[Data records]
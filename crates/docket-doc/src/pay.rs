//! Payment instructions and advances.

use chrono::NaiveDate;
use docket_core::{Amount, ArithmeticError, Extensions, Key, Percentage};
use serde::{Deserialize, Serialize};

use crate::org::clean;

/// How the customer is expected to pay.
#[derive(Debug, Clone, Default, PartialEq, Eq, Serialize, Deserialize)]
pub struct Instructions {
    /// Means of payment (`credit-transfer`, `card`, `direct-debit`).
    #[serde(default)]
    pub key: Key,
    /// Free-text detail.
    #[serde(default, skip_serializing_if = "Option::is_none")]
    pub detail: Option<String>,
    /// Reference the payer should quote.
    #[serde(rename = "ref", default, skip_serializing_if = "Option::is_none")]
    pub reference: Option<String>,
    /// Extensions.
    #[serde(default, skip_serializing_if = "Extensions::is_empty")]
    pub ext: Extensions,
}

impl Instructions {
    pub(crate) fn normalize(&mut self) {
        clean(&mut self.detail);
        clean(&mut self.reference);
        self.ext.normalize();
    }
}

/// A payment already made against the document.
#[derive(Debug, Clone, Default, PartialEq, Eq, Serialize, Deserialize)]
pub struct Advance {
    /// When the payment was made.
    #[serde(default, skip_serializing_if = "Option::is_none")]
    pub date: Option<NaiveDate>,
    /// Means of payment.
    #[serde(default, skip_serializing_if = "Option::is_none")]
    pub key: Option<Key>,
    /// What the payment was.
    #[serde(default)]
    pub description: String,
    /// Share of the payable amount. Takes precedence over `amount`.
    #[serde(default, skip_serializing_if = "Option::is_none")]
    pub percent: Option<Percentage>,
    /// Amount paid.
    #[serde(default)]
    pub amount: Amount,
    /// Extensions.
    #[serde(default, skip_serializing_if = "Extensions::is_empty")]
    pub ext: Extensions,
}

impl Advance {
    pub(crate) fn normalize(&mut self) {
        let t = self.description.trim();
        if t.len() != self.description.len() {
            self.description = t.to_string();
        }
        self.ext.normalize();
    }

    /// Resolve a percentage advance against `payable` and round to `scale`.
    pub(crate) fn calculate(&mut self, payable: Amount, scale: u32) -> Result<(), ArithmeticError> {
        if let Some(p) = self.percent {
            self.amount = p.of(payable)?;
        }
        self.amount = self.amount.rescale(scale);
        Ok(())
    }
}

#[cfg(test)]
mod tests {
    use super::*;

    #[test]
    fn percent_advance() {
        let mut a = Advance {
            description: "Deposit".into(),
            percent: Some("40%".parse().unwrap()),
            ..Default::default()
        };
        a.calculate("121.00".parse().unwrap(), 2).unwrap();
        assert_eq!(a.amount.to_string(), "48.40");
    }

    #[test]
    fn fixed_advance_is_rescaled() {
        let mut a = Advance {
            description: "Deposit".into(),
            amount: "10".parse().unwrap(),
            ..Default::default()
        };
        a.calculate("121.00".parse().unwrap(), 2).unwrap();
        assert_eq!(a.amount.to_string(), "10.00");
    }
}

[Exercise brief]
Starting with the first line of the data above, copy each line exactly until you reach the line with "expected to pay."; include that line as well.

[Response area]
filename crates/docket-doc/src/pay.rs
//! Payment instructions and advances.

use chrono::NaiveDate;
use docket_core::{Amount, ArithmeticError, Extensions, Key, Percentage};
use serde::{Deserialize, Serialize};

use crate::org::clean;

/// How the customer is expected to pay.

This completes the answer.